**WHAT IS NEEDED:** Your result should be every line of the records below that contains the word "rules".

**RECORDS SHOWN:**
※

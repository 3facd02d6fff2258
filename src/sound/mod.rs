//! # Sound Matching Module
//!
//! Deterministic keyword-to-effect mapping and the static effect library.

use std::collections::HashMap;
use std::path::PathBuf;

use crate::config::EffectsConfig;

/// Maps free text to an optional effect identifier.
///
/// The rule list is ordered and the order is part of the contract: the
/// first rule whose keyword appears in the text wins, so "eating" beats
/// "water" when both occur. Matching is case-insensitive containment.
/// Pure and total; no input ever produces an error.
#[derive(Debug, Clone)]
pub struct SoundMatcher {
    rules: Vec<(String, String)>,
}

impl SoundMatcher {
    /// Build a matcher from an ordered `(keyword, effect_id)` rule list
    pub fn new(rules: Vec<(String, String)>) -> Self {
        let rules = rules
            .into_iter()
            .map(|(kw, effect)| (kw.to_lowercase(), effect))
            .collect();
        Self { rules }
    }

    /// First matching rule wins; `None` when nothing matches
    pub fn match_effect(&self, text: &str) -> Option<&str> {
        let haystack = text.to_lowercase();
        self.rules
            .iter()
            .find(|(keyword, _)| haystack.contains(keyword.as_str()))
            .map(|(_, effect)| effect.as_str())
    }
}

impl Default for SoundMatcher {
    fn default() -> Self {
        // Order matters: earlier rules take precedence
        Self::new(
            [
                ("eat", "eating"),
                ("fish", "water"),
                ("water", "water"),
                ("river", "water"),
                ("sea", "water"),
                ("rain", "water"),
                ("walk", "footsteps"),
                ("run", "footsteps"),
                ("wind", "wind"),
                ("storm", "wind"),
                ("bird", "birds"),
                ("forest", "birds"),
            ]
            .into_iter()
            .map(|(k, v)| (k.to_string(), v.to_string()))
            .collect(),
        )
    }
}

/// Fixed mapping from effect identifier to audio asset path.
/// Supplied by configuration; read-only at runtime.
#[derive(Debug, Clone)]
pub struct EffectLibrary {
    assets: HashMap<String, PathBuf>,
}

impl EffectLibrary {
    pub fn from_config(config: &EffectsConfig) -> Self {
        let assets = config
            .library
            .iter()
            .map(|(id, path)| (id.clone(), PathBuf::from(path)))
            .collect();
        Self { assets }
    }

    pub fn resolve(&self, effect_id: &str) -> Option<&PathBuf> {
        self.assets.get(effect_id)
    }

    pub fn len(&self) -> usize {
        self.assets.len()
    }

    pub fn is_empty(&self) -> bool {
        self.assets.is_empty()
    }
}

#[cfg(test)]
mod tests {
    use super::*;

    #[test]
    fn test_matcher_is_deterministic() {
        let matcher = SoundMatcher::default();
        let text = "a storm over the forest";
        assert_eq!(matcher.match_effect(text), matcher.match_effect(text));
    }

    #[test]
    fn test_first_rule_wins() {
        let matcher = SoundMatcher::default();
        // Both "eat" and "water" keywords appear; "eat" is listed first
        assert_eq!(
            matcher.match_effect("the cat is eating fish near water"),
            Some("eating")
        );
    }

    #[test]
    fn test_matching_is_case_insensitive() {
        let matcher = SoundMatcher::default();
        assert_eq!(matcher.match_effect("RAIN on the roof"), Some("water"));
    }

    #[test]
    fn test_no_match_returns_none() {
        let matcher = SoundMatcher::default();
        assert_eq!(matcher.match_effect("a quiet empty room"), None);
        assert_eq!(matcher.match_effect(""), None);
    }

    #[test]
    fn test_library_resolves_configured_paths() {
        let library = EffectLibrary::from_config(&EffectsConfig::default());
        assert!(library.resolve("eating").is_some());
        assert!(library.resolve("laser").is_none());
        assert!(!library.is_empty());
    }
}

※

**TASK ANSWER:**
    rules: Vec<(String, String)>,
    pub fn new(rules: Vec<(String, String)>) -> Self {
        let rules = rules
        Self { rules }
        self.rules
        // Order matters: earlier rules take precedence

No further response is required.